* Try it
All of the data must be returned word for word.

==== Source records ====

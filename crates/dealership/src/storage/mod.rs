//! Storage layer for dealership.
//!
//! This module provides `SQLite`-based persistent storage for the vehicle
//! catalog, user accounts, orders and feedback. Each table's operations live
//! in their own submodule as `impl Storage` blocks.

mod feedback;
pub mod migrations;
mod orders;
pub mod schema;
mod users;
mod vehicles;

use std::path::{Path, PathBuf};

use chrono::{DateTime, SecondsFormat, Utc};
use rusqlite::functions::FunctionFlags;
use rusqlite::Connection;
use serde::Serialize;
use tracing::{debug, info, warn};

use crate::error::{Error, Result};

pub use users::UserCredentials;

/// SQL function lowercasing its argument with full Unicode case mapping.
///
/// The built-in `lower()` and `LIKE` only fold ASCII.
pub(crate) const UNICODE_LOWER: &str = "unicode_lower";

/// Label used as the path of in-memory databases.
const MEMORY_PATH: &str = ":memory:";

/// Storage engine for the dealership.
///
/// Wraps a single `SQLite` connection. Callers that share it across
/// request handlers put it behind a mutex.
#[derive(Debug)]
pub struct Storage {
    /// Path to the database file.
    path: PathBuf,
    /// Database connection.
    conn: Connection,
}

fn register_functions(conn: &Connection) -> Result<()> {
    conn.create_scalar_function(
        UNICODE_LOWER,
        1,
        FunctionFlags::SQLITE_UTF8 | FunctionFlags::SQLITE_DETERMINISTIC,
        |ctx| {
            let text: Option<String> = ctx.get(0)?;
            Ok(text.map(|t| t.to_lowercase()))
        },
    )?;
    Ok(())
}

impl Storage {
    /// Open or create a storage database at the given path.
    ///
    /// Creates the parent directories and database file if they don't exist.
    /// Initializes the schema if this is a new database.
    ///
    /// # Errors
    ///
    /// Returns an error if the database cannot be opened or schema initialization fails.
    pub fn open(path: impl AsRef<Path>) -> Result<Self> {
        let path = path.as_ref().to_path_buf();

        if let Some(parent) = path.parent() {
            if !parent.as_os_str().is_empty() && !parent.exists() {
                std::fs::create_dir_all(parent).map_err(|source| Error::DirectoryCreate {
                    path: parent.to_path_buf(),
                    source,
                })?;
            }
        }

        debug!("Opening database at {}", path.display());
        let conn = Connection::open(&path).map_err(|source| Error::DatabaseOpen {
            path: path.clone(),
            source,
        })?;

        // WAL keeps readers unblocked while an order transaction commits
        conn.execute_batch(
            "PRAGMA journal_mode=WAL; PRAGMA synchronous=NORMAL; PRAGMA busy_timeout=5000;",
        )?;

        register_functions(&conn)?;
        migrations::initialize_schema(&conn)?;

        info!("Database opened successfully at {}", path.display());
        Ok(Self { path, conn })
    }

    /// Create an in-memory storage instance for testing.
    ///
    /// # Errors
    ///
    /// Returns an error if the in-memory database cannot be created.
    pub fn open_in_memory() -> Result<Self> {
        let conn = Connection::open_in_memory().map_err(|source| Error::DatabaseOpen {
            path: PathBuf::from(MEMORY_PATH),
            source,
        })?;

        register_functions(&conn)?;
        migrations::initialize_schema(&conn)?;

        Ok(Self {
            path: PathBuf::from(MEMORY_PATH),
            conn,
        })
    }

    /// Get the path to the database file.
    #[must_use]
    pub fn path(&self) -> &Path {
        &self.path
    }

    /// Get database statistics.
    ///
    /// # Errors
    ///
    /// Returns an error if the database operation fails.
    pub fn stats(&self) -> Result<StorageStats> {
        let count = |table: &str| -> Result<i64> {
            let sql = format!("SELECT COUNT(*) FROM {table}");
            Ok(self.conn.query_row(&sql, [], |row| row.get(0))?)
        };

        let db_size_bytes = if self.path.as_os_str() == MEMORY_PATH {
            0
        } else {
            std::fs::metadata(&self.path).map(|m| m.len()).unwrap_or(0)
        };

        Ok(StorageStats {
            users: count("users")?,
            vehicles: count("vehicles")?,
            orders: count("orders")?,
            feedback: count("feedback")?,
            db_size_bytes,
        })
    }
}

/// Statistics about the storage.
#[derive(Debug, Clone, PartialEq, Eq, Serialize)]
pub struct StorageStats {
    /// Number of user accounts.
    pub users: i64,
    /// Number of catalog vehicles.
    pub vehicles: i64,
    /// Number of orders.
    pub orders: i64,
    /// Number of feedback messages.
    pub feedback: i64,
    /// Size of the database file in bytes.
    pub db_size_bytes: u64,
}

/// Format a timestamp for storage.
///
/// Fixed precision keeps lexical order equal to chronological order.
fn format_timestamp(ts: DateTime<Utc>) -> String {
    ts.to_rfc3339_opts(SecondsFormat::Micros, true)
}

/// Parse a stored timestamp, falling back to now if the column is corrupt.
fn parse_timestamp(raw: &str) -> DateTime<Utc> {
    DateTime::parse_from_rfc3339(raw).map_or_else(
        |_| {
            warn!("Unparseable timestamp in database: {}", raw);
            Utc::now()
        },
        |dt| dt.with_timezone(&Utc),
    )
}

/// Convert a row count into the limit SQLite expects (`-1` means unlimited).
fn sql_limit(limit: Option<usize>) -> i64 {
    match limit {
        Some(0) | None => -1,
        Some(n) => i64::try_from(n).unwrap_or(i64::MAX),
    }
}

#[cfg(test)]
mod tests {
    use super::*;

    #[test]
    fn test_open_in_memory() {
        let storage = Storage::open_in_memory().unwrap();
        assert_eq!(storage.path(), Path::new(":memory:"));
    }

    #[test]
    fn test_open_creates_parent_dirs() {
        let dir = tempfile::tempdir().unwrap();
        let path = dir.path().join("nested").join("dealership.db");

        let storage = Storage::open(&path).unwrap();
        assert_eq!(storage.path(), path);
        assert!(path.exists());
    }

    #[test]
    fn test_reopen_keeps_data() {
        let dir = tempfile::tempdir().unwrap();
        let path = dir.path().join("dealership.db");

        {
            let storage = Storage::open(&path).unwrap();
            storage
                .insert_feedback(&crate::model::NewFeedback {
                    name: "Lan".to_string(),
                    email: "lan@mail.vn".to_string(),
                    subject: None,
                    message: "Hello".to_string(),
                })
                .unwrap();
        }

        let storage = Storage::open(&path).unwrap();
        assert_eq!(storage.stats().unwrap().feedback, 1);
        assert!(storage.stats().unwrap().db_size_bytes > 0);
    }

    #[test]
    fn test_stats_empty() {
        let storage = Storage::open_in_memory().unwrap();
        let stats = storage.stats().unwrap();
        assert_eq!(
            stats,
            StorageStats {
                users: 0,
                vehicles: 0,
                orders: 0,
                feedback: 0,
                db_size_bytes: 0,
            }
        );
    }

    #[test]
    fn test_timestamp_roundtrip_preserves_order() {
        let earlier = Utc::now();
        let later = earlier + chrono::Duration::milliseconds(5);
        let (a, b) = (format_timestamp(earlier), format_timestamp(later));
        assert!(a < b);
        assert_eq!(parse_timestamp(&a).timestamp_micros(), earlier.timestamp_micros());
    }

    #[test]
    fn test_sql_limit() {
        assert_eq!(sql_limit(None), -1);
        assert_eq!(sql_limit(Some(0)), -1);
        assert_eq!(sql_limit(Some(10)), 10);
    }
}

====

* Result
filename crates/dealership/src/storage/mod.rs
//! Storage layer for dealership.
//!
//! This module provides `SQLite`-based persistent storage for the vehicle
//! catalog, user accounts, orders and feedback. Each table's operations live
//! in their own submodule as `impl Storage` blocks.

mod feedback;
pub mod migrations;
mod orders;
pub mod schema;
mod users;
mod vehicles;

use std::path::{Path, PathBuf};

use chrono::{DateTime, SecondsFormat, Utc};
use rusqlite::functions::FunctionFlags;
use rusqlite::Connection;
use serde::Serialize;
use tracing::{debug, info, warn};

use crate::error::{Error, Result};

pub use users::UserCredentials;

/// SQL function lowercasing its argument with full Unicode case mapping.
///
/// The built-in `lower()` and `LIKE` only fold ASCII.
pub(crate) const UNICODE_LOWER: &str = "unicode_lower";

/// Label used as the path of in-memory databases.
const MEMORY_PATH: &str = ":memory:";

/// Storage engine for the dealership.
///
/// Wraps a single `SQLite` connection. Callers that share it across
/// request handlers put it behind a mutex.
#[derive(Debug)]
pub struct Storage {
    /// Path to the database file.
    path: PathBuf,
    /// Database connection.
    conn: Connection,
}

fn register_functions(conn: &Connection) -> Result<()> {
    conn.create_scalar_function(
        UNICODE_LOWER,
        1,
        FunctionFlags::SQLITE_UTF8 | FunctionFlags::SQLITE_DETERMINISTIC,
        |ctx| {
            let text: Option<String> = ctx.get(0)?;
            Ok(text.map(|t| t.to_lowercase()))
        },
    )?;
    Ok(())
}

impl Storage {
    /// Open or create a storage database at the given path.
    ///
    /// Creates the parent directories and database file if they don't exist.
    /// Initializes the schema if this is a new database.
    ///
    /// # Errors
    ///
    /// Returns an error if the database cannot be opened or schema initialization fails.
    pub fn open(path: impl AsRef<Path>) -> Result<Self> {
        let path = path.as_ref().to_path_buf();

        if let Some(parent) = path.parent() {
            if !parent.as_os_str().is_empty() && !parent.exists() {
                std::fs::create_dir_all(parent).map_err(|source| Error::DirectoryCreate {
                    path: parent.to_path_buf(),
                    source,
                })?;
            }
        }

        debug!("Opening database at {}", path.display());
        let conn = Connection::open(&path).map_err(|source| Error::DatabaseOpen {
            path: path.clone(),
            source,
        })?;

        // WAL keeps readers unblocked while an order transaction commits
        conn.execute_batch(
            "PRAGMA journal_mode=WAL; PRAGMA synchronous=NORMAL; PRAGMA busy_timeout=5000;",
        )?;

        register_functions(&conn)?;
        migrations::initialize_schema(&conn)?;

        info!("Database opened successfully at {}", path.display());
        Ok(Self { path, conn })
    }

    /// Create an in-memory storage instance for testing.
    ///
    /// # Errors
    ///
    /// Returns an error if the in-memory database cannot be created.
    pub fn open_in_memory() -> Result<Self> {
        let conn = Connection::open_in_memory().map_err(|source| Error::DatabaseOpen {
            path: PathBuf::from(MEMORY_PATH),
            source,
        })?;

        register_functions(&conn)?;
        migrations::initialize_schema(&conn)?;

        Ok(Self {
            path: PathBuf::from(MEMORY_PATH),
            conn,
        })
    }

    /// Get the path to the database file.
    #[must_use]
    pub fn path(&self) -> &Path {
        &self.path
    }

    /// Get database statistics.
    ///
    /// # Errors
    ///
    /// Returns an error if the database operation fails.
    pub fn stats(&self) -> Result<StorageStats> {
        let count = |table: &str| -> Result<i64> {
            let sql = format!("SELECT COUNT(*) FROM {table}");
            Ok(self.conn.query_row(&sql, [], |row| row.get(0))?)
        };

        let db_size_bytes = if self.path.as_os_str() == MEMORY_PATH {
            0
        } else {
            std::fs::metadata(&self.path).map(|m| m.len()).unwrap_or(0)
        };

        Ok(StorageStats {
            users: count("users")?,
            vehicles: count("vehicles")?,
            orders: count("orders")?,
            feedback: count("feedback")?,
            db_size_bytes,
        })
    }
}

/// Statistics about the storage.
#[derive(Debug, Clone, PartialEq, Eq, Serialize)]
pub struct StorageStats {
    /// Number of user accounts.
    pub users: i64,
    /// Number of catalog vehicles.
    pub vehicles: i64,
    /// Number of orders.
    pub orders: i64,
    /// Number of feedback messages.
    pub feedback: i64,
    /// Size of the database file in bytes.
    pub db_size_bytes: u64,
}

/// Format a timestamp for storage.
///
/// Fixed precision keeps lexical order equal to chronological order.
fn format_timestamp(ts: DateTime<Utc>) -> String {
    ts.to_rfc3339_opts(SecondsFormat::Micros, true)
}

/// Parse a stored timestamp, falling back to now if the column is corrupt.
fn parse_timestamp(raw: &str) -> DateTime<Utc> {
    DateTime::parse_from_rfc3339(raw).map_or_else(
        |_| {
            warn!("Unparseable timestamp in database: {}", raw);
            Utc::now()
        },
        |dt| dt.with_timezone(&Utc),
    )
}

/// Convert a row count into the limit SQLite expects (`-1` means unlimited).
fn sql_limit(limit: Option<usize>) -> i64 {
    match limit {
        Some(0) | None => -1,
        Some(n) => i64::try_from(n).unwrap_or(i64::MAX),
    }
}

#[cfg(test)]
mod tests {
    use super::*;

    #[test]
    fn test_open_in_memory() {
        let storage = Storage::open_in_memory().unwrap();
        assert_eq!(storage.path(), Path::new(":memory:"));
    }

    #[test]
    fn test_open_creates_parent_dirs() {
        let dir = tempfile::tempdir().unwrap();
        let path = dir.path().join("nested").join("dealership.db");

        let storage = Storage::open(&path).unwrap();
        assert_eq!(storage.path(), path);
        assert!(path.exists());
    }

    #[test]
    fn test_reopen_keeps_data() {
        let dir = tempfile::tempdir().unwrap();
        let path = dir.path().join("dealership.db");

        {
            let storage = Storage::open(&path).unwrap();
            storage
                .insert_feedback(&crate::model::NewFeedback {
                    name: "Lan".to_string(),
                    email: "lan@mail.vn".to_string(),
                    subject: None,
                    message: "Hello".to_string(),
                })
                .unwrap();
        }

        let storage = Storage::open(&path).unwrap();
        assert_eq!(storage.stats().unwrap().feedback, 1);
        assert!(storage.stats().unwrap().db_size_bytes > 0);
    }

    #[test]
    fn test_stats_empty() {
        let storage = Storage::open_in_memory().unwrap();
        let stats = storage.stats().unwrap();
        assert_eq!(
            stats,
            StorageStats {
                users: 0,
                vehicles: 0,
                orders: 0,
                feedback: 0,
                db_size_bytes: 0,
            }
        );
    }

    #[test]
    fn test_timestamp_roundtrip_preserves_order() {
        let earlier = Utc::now();
        let later = earlier + chrono::Duration::milliseconds(5);
        let (a, b) = (format_timestamp(earlier), format_timestamp(later));
        assert!(a < b);
        assert_eq!(parse_timestamp(&a).timestamp_micros(), earlier.timestamp_micros());
    }

    #[test]
    fn test_sql_limit() {
        assert_eq!(sql_limit(None), -1);
        assert_eq!(sql_limit(Some(0)), -1);
        assert_eq!(sql_limit(Some(10)), 10);
    }
}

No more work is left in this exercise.